Sunday, February 24, 2013

Write something nice...

At this point, perhaps you won't find it surprising to learn that C-Rock didn't fawn all over me during my pregnancy. For instance, I spent many evenings stink-eyeing him from across the sofa as I reeeached over my belly in order to rub my own feet. Or the countless times he didn't notice me struggling to waddle fast enough to keep up with his mammoth stride. And don't get me started about the time I -at 8.5 months pregnant mind you- stayed up until the wee hours of the morning building our son's crib solo. While I'd rather attribute his seeming indifference to general dude naivety and NOT to a lack of gratitude for the harrowing sacrifice my body and I were making to bring his only son into the world... the overall neglect led me to drop more than a few hints that I was really REALLY hoping for a nice "push present".

"A push present" you ask? Why, it is a lovely gift given to a new mother by her baby daddy to say, 'Hey! Thanks for this magnificent feat which you have accomplished!" Now, we all know I LOVE a good present, but this one was especially important given my hormonally fueled longing to feel appreciated.

And ultimately, he pulled through! Well, except...

He had the foresight to ask for advice on one of his message boards where he got the idea to purchase a designer diaper bag. He did find it on clearance on their website, but he EVEN paid extra for the gift wrapping (a first)! So, when we came home from the hospital, there was a gorgeously wrapped package waiting for me. Once we had settled in a bit, he brought the package over to me and eagerly watched as I opened the attached envelope. I read the card... looked over the card at him... looked back at the card... looked back at him. "What does it say?" he asked me. A few more glances back and forth, then I ask, "Is this a joke? Are you messing with me?!" With a look of concern he says, "No! Why? What does it say?"

Write something nice. Her name is Julia.

I read it aloud to C-Rock and he exclaims, "No way! Let me see that!" I hand it over so he can read it himself. Then he bellows, "Those IDIOTS."

Well C-Rock... there's at least one idiot involved here, but they ain't at Kate Spade.

Sunday, February 3, 2013

Chip off the Ol' C-Rock

Chip is judging you...


Our baby boy has arrived! He showed up inconveniently early, makes lots of grumpy old man faces, and hates having his picture taken... so, Chip pretty much takes after his Pops.
 




During our brief hospital stay, C-Rock managed to get himself banned from the cafeteria and was accused of conspiring to kidnap a baby. I wasn't present for the first offense, but it did result in my getting more Starbucks and Chic-Fil-A instead of hospital food - so I'm not complaining. The second incident arose from the combination of several misunderstandings: 1) hospital accomadations are not meant to be comfortable for anyone other than the patient, 2) the nurses really are allowed to burst through the door at any moment 24 hours a day, 3) checking out of a hospital is not like checking out of a hotel, and 4) someone who has recently given birth to your child is not considered a "wimp" because she requires a wheelchair to exit the hospital.

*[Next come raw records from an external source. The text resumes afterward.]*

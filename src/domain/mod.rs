//! Warehouse-agnostic domain types for picks and circuits.

mod audit;
mod circuit;
mod game;
mod manual;
mod pick;
mod published;

// Core pick types
pub use game::GameId;
pub use manual::ManualPick;
pub use pick::{
    normalize_ultra_text, Grading, Pick, PickResult, PickSource, Recommendation,
    MANUAL_SYSTEM_SOURCE,
};
pub use published::PublishedPick;

// Publication bookkeeping
pub use audit::{ExportAuditRecord, MergeSummary, TriggerSource};

// Circuit breaker state
pub use circuit::{CircuitState, CircuitStatus};
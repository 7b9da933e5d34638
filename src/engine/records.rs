//! Win/loss aggregation over the graded pick history.
//!
//! Thin presentation math: the heavy lifting (grading itself) happens
//! upstream; this module only folds graded picks into records, streaks and
//! calendar groupings for the public artifact.

use std::collections::BTreeMap;

use chrono::{Datelike, Duration, NaiveDate};
use serde::Serialize;

use crate::domain::{PickResult, PublishedPick};

/// Cumulative win/loss/void tally.
#[derive(Debug, Clone, Copy, Default, PartialEq, Eq, Serialize)]
pub struct RecordSummary {
    pub wins: u32,
    pub losses: u32,
    pub voids: u32,
}

impl RecordSummary {
    fn add(&mut self, result: PickResult) {
        match result {
            PickResult::Win => self.wins += 1,
            PickResult::Loss => self.losses += 1,
            PickResult::Void => self.voids += 1,
        }
    }

    /// Win percentage over decided picks. Voids don't count either way.
    #[must_use]
    pub fn win_rate(&self) -> Option<f64> {
        let decided = self.wins + self.losses;
        if decided == 0 {
            None
        } else {
            Some(f64::from(self.wins) / f64::from(decided) * 100.0)
        }
    }
}

/// Direction of the current run of results.
#[derive(Debug, Clone, Copy, PartialEq, Eq, Serialize)]
#[serde(rename_all = "UPPERCASE")]
pub enum StreakKind {
    Win,
    Loss,
}

/// The current run of identical decided results, most recent first.
#[derive(Debug, Clone, Copy, PartialEq, Eq, Serialize)]
pub struct Streak {
    pub kind: StreakKind,
    pub length: u32,
}

/// One date's record.
#[derive(Debug, Clone, Copy, PartialEq, Eq, Serialize)]
pub struct DayRecord {
    pub date: NaiveDate,
    #[serde(flatten)]
    pub record: RecordSummary,
}

/// One ISO week's record, keyed by its Monday.
#[derive(Debug, Clone, Copy, PartialEq, Eq, Serialize)]
pub struct WeekRecord {
    pub week_start: NaiveDate,
    #[serde(flatten)]
    pub record: RecordSummary,
}

/// Overall record across the whole graded history.
#[must_use]
pub fn season_record(history: &[PublishedPick]) -> RecordSummary {
    let mut record = RecordSummary::default();
    for result in results(history) {
        record.add(result);
    }
    record
}

/// Per-date records, ascending by date.
#[must_use]
pub fn daily_records(history: &[PublishedPick]) -> Vec<DayRecord> {
    let mut by_day: BTreeMap<NaiveDate, RecordSummary> = BTreeMap::new();
    for pick in history {
        if let Some(result) = pick.pick.grading.result() {
            by_day.entry(pick.pick.game_date).or_default().add(result);
        }
    }
    by_day
        .into_iter()
        .map(|(date, record)| DayRecord { date, record })
        .collect()
}

/// Per-week records, ascending, keyed by the week's Monday.
#[must_use]
pub fn weekly_records(history: &[PublishedPick]) -> Vec<WeekRecord> {
    let mut by_week: BTreeMap<NaiveDate, RecordSummary> = BTreeMap::new();
    for pick in history {
        if let Some(result) = pick.pick.grading.result() {
            by_week
                .entry(week_start(pick.pick.game_date))
                .or_default()
                .add(result);
        }
    }
    by_week
        .into_iter()
        .map(|(week_start, record)| WeekRecord { week_start, record })
        .collect()
}

/// The current streak of decided results, walking back from the most
/// recent graded pick. Voids are skipped, not streak-breaking.
#[must_use]
pub fn current_streak(history: &[PublishedPick]) -> Option<Streak> {
    let mut ordered: Vec<&PublishedPick> = history
        .iter()
        .filter(|p| p.pick.grading.result().is_some())
        .collect();
    ordered.sort_by(|a, b| {
        (a.pick.game_date, a.pick.rank.unwrap_or(u32::MAX))
            .cmp(&(b.pick.game_date, b.pick.rank.unwrap_or(u32::MAX)))
    });

    let mut streak: Option<Streak> = None;
    for pick in ordered.iter().rev() {
        let kind = match pick.pick.grading.result() {
            Some(PickResult::Win) => StreakKind::Win,
            Some(PickResult::Loss) => StreakKind::Loss,
            _ => continue,
        };
        match &mut streak {
            None => streak = Some(Streak { kind, length: 1 }),
            Some(s) if s.kind == kind => s.length += 1,
            Some(_) => break,
        }
    }
    streak
}

fn results(history: &[PublishedPick]) -> impl Iterator<Item = PickResult> + '_ {
    history.iter().filter_map(|p| p.pick.grading.result())
}

fn week_start(date: NaiveDate) -> NaiveDate {
    date - Duration::days(i64::from(date.weekday().num_days_from_monday()))
}

#[cfg(test)]
mod tests {
    use super::*;
    use crate::testkit::picks::published_pick;

    fn graded(key: &str, date: &str, correct: Option<bool>, voided: bool) -> PublishedPick {
        let mut pick = published_pick(key, "20260805_BOS_LAL").build();
        pick.pick.game_date = date.parse().unwrap();
        pick.pick.grading.prediction_correct = correct;
        pick.pick.grading.is_voided = voided;
        pick
    }

    #[test]
    fn season_record_counts_results() {
        let history = vec![
            graded("a", "2026-08-01", Some(true), false),
            graded("b", "2026-08-01", Some(false), false),
            graded("c", "2026-08-02", Some(true), false),
            graded("d", "2026-08-02", None, true),
            graded("e", "2026-08-02", None, false), // ungraded, ignored
        ];
        let record = season_record(&history);
        assert_eq!(record.wins, 2);
        assert_eq!(record.losses, 1);
        assert_eq!(record.voids, 1);
        assert!((record.win_rate().unwrap() - 66.666).abs() < 0.01);
    }

    #[test]
    fn win_rate_ignores_voids() {
        let record = RecordSummary {
            wins: 0,
            losses: 0,
            voids: 3,
        };
        assert_eq!(record.win_rate(), None);
    }

    #[test]
    fn daily_records_group_and_sort() {
        let history = vec![
            graded("a", "2026-08-02", Some(true), false),
            graded("b", "2026-08-01", Some(false), false),
            graded("c", "2026-08-01", Some(true), false),
        ];
        let daily = daily_records(&history);
        assert_eq!(daily.len(), 2);
        assert_eq!(daily[0].date, "2026-08-01".parse().unwrap());
        assert_eq!(daily[0].record.wins, 1);
        assert_eq!(daily[0].record.losses, 1);
        assert_eq!(daily[1].record.wins, 1);
    }

    #[test]
    fn weekly_records_key_on_monday() {
        // 2026-08-05 is a Wednesday; its week starts 2026-08-03.
        let history = vec![graded("a", "2026-08-05", Some(true), false)];
        let weekly = weekly_records(&history);
        assert_eq!(weekly[0].week_start, "2026-08-03".parse().unwrap());
    }

    #[test]
    fn streak_walks_back_and_skips_voids() {
        let history = vec![
            graded("a", "2026-08-01", Some(false), false),
            graded("b", "2026-08-02", Some(true), false),
            graded("c", "2026-08-03", None, true), // void, skipped
            graded("d", "2026-08-04", Some(true), false),
        ];
        let streak = current_streak(&history).unwrap();
        assert_eq!(streak.kind, StreakKind::Win);
        assert_eq!(streak.length, 2);
    }

    #[test]
    fn no_streak_without_decided_picks() {
        let history = vec![graded("a", "2026-08-01", None, true)];
        assert_eq!(current_streak(&history), None);
    }
}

Misunderstandings 1 and 2 led C-Rock to demand we be discharged immediately once we had met the minimum stay requirement of 24 hours. He called the nurses' station to notify them that we were ready to leave. Forty-five minutes later, the nurse arrived with a mountain of paperwork. As she and I began to go through the stack, C-Rock became increasingly agitated. The nurse noticed we had accumulated a lot of stuff in our recovery room, so she suggested C-Rock take a load down and bring the car around to the front entrance. She said by the time he did that and came back up to the room, Chip and I should be ready to roll out. Then he could grab the last of our stuff, she would assist me and the baby in our wheelchair, and we could all head down to the car together. Well, that might have worked except in the time it took C-Rock to return, we had barely finished the paperwork and the nurse had just disappeared after promising to order us a wheelchair. After a half hour of fuming and pacing around the room, C-Rock insisted that the elevator was extremely close to our room and surely I would be fine to carry the baby out while he carried the rest of our stuff.

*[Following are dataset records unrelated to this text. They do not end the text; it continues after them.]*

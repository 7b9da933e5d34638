use clap::Parser;
use picklock::cli::{self, Cli};
use picklock::config::Config;
use tokio::signal;
use tracing::{error, info};

#[tokio::main]
async fn main() {
    let _ = dotenvy::dotenv();

    let cli = Cli::parse();
    let mut config = match Config::load_or_default(&cli.config) {
        Ok(c) => c,
        Err(e) => {
            eprintln!("Failed to load config: {e}");
            std::process::exit(2);
        }
    };

    if let Some(ref level) = cli.log_level {
        config.logging.level = level.clone();
    }
    if cli.json_logs {
        config.logging.format = "json".to_string();
    }
    config.init_logging();

    tokio::select! {
        result = cli::run(&cli, config) => {
            if let Err(e) = result {
                error!(error = %e, "Command failed");
                picklock::cli::output::error(&e.to_string());
                std::process::exit(1);
            }
        }
        _ = signal::ctrl_c() => {
            info!("Shutdown signal received");
        }
    }
}
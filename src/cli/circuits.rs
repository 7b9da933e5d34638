//! Handlers for the `circuits` subcommands.

use owo_colors::OwoColorize;
use tabled::{Table, Tabled};

use crate::app::App;
use crate::cli::{output, CircuitsCommand};
use crate::config::Config;
use crate::domain::CircuitState;
use crate::error::Result;
use crate::port::store::CircuitStateStore;

/// Execute a `circuits` subcommand.
pub fn execute(config: Config, command: &CircuitsCommand) -> Result<()> {
    match command {
        CircuitsCommand::Status => status(config),
    }
}

#[derive(Tabled)]
struct CircuitLine {
    #[tabled(rename = "Circuit")]
    key: String,
    #[tabled(rename = "State")]
    state: String,
    #[tabled(rename = "Failures")]
    failures: String,
    #[tabled(rename = "Opened")]
    opened_at: String,
    #[tabled(rename = "Last error")]
    last_error: String,
}

fn status(config: Config) -> Result<()> {
    let app = App::new(config)?;
    let circuits = app.circuits().load_all()?;

    output::section("Circuits");
    if circuits.is_empty() {
        output::note("no circuit activity recorded");
        return Ok(());
    }

    let lines: Vec<CircuitLine> = circuits
        .iter()
        .map(|c| CircuitLine {
            key: c.key.clone(),
            state: match c.state {
                CircuitState::Closed => c.state.as_str().green().to_string(),
                CircuitState::Open => c.state.as_str().red().to_string(),
                CircuitState::HalfOpen => c.state.as_str().yellow().to_string(),
            },
            failures: format!("{}/{}", c.failure_count, c.threshold),
            opened_at: c
                .opened_at
                .map(|t| t.format("%Y-%m-%d %H:%M:%S").to_string())
                .unwrap_or_default(),
            last_error: c
                .last_error
                .as_deref()
                .map(truncate_for_display)
                .unwrap_or_default(),
        })
        .collect();
    output::note(&Table::new(lines).to_string());
    Ok(())
}

fn truncate_for_display(message: &str) -> String {
    const MAX: usize = 48;
    if message.chars().count() <= MAX {
        message.to_string()
    } else {
        let truncated: String = message.chars().take(MAX).collect();
        format!("{truncated}…")
    }
}
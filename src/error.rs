use std::time::Duration;

use chrono::{DateTime, Utc};
use thiserror::Error;

/// Configuration-related errors with structured variants.
#[derive(Error, Debug)]
pub enum ConfigError {
    #[error("missing required field: {field}")]
    MissingField { field: &'static str },

    #[error("invalid value for {field}: {reason}")]
    InvalidValue { field: &'static str, reason: String },

    #[error("failed to read config file: {0}")]
    ReadFile(#[source] std::io::Error),

    #[error("failed to parse config: {0}")]
    Parse(#[source] toml::de::Error),
}

/// Circuit breaker errors.
///
/// `Open` is a distinct, typed rejection: callers must be able to tell a
/// fast-failed call apart from a genuine operation failure.
#[derive(Error, Debug, Clone)]
pub enum CircuitError {
    #[error("circuit '{key}' is open since {opened_at}, retry in {retry_in:?}")]
    Open {
        /// The circuit key that rejected the call.
        key: String,
        /// When the circuit transitioned to open.
        opened_at: DateTime<Utc>,
        /// Remaining cooldown before a half-open probe is allowed.
        retry_in: Duration,
    },
}

#[derive(Error, Debug)]
pub enum Error {
    #[error(transparent)]
    Config(#[from] ConfigError),

    #[error(transparent)]
    Circuit(#[from] CircuitError),

    #[error("JSON error: {0}")]
    Json(#[from] serde_json::Error),

    #[error("IO error: {0}")]
    Io(#[from] std::io::Error),

    #[error("connection error: {0}")]
    Connection(String),

    #[error("database error: {0}")]
    Database(String),

    #[error("parse error: {0}")]
    Parse(String),

    #[error("source '{source_name}' timed out after {timeout:?}")]
    Timeout {
        source_name: String,
        timeout: Duration,
    },
}

pub type Result<T> = std::result::Result<T, Error>;

impl Error {
    /// Whether this error is a circuit-open rejection rather than a real
    /// operation failure.
    #[must_use]
    pub fn is_circuit_open(&self) -> bool {
        matches!(self, Error::Circuit(CircuitError::Open { .. }))
    }
}
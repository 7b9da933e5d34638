//! Concrete adapters behind the ports.

pub mod fs;
pub mod sqlite;

pub use fs::FsArtifactStore;
pub use sqlite::audit::SqliteAuditStore;
pub use sqlite::circuit::SqliteCircuitStore;
pub use sqlite::manual::SqliteManualPicks;
pub use sqlite::probe::SqliteAvailabilityProbe;
pub use sqlite::snapshot::SqliteSnapshotStore;
pub use sqlite::sources::SqliteSources;
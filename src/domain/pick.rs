//! Core pick types.

use chrono::NaiveDate;
use rust_decimal::Decimal;
use serde::{Deserialize, Serialize};

use super::game::GameId;
use crate::error::Error;

/// Source identifier stamped on synthetic signal rows injected for manual
/// picks, so the regular merge path picks them up uniformly and the remove
/// command can find them again.
pub const MANUAL_SYSTEM_SOURCE: &str = "manual_system";

/// Over/under direction of a player-prop recommendation.
#[derive(Debug, Clone, Copy, PartialEq, Eq, Serialize, Deserialize)]
#[serde(rename_all = "UPPERCASE")]
pub enum Recommendation {
    Over,
    Under,
}

impl Recommendation {
    #[must_use]
    pub fn as_str(self) -> &'static str {
        match self {
            Recommendation::Over => "OVER",
            Recommendation::Under => "UNDER",
        }
    }
}

impl std::str::FromStr for Recommendation {
    type Err = Error;

    fn from_str(s: &str) -> Result<Self, Self::Err> {
        match s.to_ascii_uppercase().as_str() {
            "OVER" => Ok(Recommendation::Over),
            "UNDER" => Ok(Recommendation::Under),
            other => Err(Error::Parse(format!("unknown recommendation '{other}'"))),
        }
    }
}

/// Final attribution of a merged pick.
#[derive(Debug, Clone, Copy, PartialEq, Eq, Serialize, Deserialize)]
#[serde(rename_all = "lowercase")]
pub enum PickSource {
    Algorithm,
    Manual,
}

impl PickSource {
    #[must_use]
    pub fn as_str(self) -> &'static str {
        match self {
            PickSource::Algorithm => "algorithm",
            PickSource::Manual => "manual",
        }
    }
}

impl std::str::FromStr for PickSource {
    type Err = Error;

    fn from_str(s: &str) -> Result<Self, Self::Err> {
        match s {
            "algorithm" => Ok(PickSource::Algorithm),
            "manual" => Ok(PickSource::Manual),
            other => Err(Error::Parse(format!("unknown pick source '{other}'"))),
        }
    }
}

/// Post-game grading outcome for display.
#[derive(Debug, Clone, Copy, PartialEq, Eq, Serialize, Deserialize)]
#[serde(rename_all = "UPPERCASE")]
pub enum PickResult {
    Win,
    Loss,
    Void,
}

impl PickResult {
    #[must_use]
    pub fn as_str(self) -> &'static str {
        match self {
            PickResult::Win => "WIN",
            PickResult::Loss => "LOSS",
            PickResult::Void => "VOID",
        }
    }
}

/// Grading fields written by the post-game grading job.
#[derive(Debug, Clone, Default, PartialEq, Eq, Serialize, Deserialize)]
pub struct Grading {
    pub prediction_correct: Option<bool>,
    pub actual_points: Option<Decimal>,
    pub is_voided: bool,
    pub void_reason: Option<String>,
}

impl Grading {
    /// Derive the display result. Voids win over grading; ungraded picks
    /// have no result yet.
    #[must_use]
    pub fn result(&self) -> Option<PickResult> {
        if self.is_voided {
            return Some(PickResult::Void);
        }
        self.prediction_correct.map(|correct| {
            if correct {
                PickResult::Win
            } else {
                PickResult::Loss
            }
        })
    }
}

/// A single player-prop recommendation for one game on one date.
///
/// At most one active pick per (`player_lookup`, `game_date`) exists in the
/// published set; the merge engine enforces this by keying on
/// `player_lookup` within a date.
#[derive(Debug, Clone, PartialEq, Serialize, Deserialize)]
pub struct Pick {
    /// Stable player key.
    pub player_lookup: String,
    pub game_id: GameId,
    pub game_date: NaiveDate,
    pub player_name: String,
    pub team_abbr: String,
    pub opponent_abbr: String,
    pub recommendation: Recommendation,
    pub line_value: Decimal,
    pub edge: Decimal,
    /// Display order; reassigned on every merge.
    pub rank: Option<u32>,
    /// Short textual justifications, capped to 3 for display.
    pub pick_angles: Vec<String>,
    pub predicted_points: Option<Decimal>,
    /// Premium tier flag, normalized to a plain bool at the read boundary.
    pub ultra_tier: bool,
    pub grading: Grading,
}

/// Normalize the legacy string representation of the premium flag.
///
/// Older signal rows carry `"true"`/`"false"` text (occasionally `"1"`);
/// newer ones a real boolean. Anything unrecognized is not premium.
#[must_use]
pub fn normalize_ultra_text(raw: &str) -> bool {
    matches!(raw.trim().to_ascii_lowercase().as_str(), "true" | "1")
}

So, following C-Rock's lead, I began to shuffle down the hallway holding our precious bundle. When we were about to pass the nurses' station, they saw us and flipped out yelling, "WHAT do you think you are doing?!" I explained that my husband was getting very impatient and did not wish to wait for the wheelchair any longer. They then explained that it was a requirement that I be wheeled out - not a luxury that we could 'opt out' of. Further, if we did try to walk out of the hospital with a baby, the 'baby kidnapper' alarms would sound. Parents of the year award - here we come!!